TASK BRIEF → Please filter the listing below and copy out the lines that hold "ConfigError".
*** DATA FOR REVIEW
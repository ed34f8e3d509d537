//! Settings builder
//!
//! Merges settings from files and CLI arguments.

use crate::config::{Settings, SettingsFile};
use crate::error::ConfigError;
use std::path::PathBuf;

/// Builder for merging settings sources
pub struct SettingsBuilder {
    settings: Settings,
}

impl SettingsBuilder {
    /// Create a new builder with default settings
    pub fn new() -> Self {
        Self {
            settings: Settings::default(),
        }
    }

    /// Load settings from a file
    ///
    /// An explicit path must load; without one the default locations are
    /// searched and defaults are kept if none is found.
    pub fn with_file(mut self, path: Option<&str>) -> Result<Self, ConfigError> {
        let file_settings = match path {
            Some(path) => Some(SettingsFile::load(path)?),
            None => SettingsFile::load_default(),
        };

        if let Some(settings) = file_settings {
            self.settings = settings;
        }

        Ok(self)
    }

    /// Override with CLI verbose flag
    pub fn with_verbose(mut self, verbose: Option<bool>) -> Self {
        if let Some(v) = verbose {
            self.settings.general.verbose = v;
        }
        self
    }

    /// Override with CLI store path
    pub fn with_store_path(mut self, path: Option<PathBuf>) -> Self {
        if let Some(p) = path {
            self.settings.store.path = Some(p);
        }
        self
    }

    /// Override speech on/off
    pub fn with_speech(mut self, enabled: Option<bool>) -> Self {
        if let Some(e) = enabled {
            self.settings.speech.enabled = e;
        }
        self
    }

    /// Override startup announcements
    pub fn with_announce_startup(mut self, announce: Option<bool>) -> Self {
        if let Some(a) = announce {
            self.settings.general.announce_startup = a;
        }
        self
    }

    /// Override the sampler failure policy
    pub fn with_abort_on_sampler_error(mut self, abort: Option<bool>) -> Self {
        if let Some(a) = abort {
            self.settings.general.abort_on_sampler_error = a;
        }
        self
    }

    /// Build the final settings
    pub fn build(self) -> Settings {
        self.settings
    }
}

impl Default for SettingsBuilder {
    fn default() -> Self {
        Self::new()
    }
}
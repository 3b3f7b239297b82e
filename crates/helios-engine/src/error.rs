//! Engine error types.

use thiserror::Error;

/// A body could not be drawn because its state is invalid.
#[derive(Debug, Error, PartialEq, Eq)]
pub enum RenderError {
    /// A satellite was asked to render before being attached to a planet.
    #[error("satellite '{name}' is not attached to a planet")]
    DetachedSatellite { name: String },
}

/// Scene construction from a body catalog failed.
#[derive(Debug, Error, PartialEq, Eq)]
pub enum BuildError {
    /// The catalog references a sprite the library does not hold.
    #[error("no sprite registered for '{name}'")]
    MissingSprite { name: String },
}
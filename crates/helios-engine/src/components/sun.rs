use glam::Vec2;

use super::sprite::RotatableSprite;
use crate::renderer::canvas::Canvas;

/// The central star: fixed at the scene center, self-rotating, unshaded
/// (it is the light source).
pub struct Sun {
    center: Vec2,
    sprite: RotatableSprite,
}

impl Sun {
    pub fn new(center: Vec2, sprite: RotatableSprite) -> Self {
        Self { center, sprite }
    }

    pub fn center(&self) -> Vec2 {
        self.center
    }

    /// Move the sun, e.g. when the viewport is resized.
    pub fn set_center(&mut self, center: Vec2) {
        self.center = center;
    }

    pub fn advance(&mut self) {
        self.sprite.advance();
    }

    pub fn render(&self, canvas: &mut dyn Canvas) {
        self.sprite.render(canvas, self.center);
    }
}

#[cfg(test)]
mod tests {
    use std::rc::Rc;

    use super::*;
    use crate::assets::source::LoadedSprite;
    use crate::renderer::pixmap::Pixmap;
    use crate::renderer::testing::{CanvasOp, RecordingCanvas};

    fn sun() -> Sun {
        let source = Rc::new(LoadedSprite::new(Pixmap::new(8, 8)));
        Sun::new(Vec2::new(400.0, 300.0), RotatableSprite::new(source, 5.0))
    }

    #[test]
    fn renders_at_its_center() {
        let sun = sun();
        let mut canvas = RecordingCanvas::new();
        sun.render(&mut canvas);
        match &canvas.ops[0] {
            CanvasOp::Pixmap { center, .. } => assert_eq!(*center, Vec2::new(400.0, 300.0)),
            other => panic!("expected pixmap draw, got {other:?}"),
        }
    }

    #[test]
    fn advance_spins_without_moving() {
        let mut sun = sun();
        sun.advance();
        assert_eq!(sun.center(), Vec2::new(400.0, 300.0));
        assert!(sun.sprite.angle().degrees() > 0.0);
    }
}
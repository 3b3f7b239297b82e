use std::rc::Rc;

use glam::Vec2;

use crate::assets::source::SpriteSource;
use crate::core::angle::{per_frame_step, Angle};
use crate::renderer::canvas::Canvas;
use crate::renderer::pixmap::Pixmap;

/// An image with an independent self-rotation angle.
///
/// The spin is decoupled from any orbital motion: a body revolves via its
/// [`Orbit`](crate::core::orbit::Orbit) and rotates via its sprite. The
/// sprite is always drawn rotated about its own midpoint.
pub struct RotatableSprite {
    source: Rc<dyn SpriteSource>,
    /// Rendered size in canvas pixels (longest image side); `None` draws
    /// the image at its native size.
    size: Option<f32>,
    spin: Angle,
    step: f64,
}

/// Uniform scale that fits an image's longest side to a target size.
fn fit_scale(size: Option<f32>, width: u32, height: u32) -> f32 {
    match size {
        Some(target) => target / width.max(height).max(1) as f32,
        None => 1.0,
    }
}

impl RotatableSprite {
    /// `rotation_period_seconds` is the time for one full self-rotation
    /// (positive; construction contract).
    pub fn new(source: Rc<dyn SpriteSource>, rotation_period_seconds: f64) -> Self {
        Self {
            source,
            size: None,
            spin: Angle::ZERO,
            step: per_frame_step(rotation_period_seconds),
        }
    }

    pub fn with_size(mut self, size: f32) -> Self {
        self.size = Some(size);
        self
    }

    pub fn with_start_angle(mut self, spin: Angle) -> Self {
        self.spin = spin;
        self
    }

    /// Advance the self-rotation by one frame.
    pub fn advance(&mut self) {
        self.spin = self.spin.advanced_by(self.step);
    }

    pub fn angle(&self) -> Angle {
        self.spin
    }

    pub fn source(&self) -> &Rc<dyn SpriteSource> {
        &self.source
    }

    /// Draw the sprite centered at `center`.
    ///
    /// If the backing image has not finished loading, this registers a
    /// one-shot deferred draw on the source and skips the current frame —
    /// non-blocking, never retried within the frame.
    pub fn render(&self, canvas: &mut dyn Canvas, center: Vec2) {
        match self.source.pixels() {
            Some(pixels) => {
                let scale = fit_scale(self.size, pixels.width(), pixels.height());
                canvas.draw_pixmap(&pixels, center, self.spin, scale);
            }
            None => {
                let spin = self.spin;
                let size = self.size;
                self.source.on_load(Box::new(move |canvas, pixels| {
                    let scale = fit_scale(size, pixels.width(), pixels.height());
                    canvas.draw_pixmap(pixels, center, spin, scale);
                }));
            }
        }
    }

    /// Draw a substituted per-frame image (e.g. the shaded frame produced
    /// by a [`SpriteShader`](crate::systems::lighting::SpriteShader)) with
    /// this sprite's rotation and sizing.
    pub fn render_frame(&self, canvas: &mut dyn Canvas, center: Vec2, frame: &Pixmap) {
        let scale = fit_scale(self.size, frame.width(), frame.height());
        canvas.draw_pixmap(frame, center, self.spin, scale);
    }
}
******
EXERCISE RESPONSE →
use crate::error::ConfigError;
    pub fn with_file(mut self, path: Option<&str>) -> Result<Self, ConfigError> {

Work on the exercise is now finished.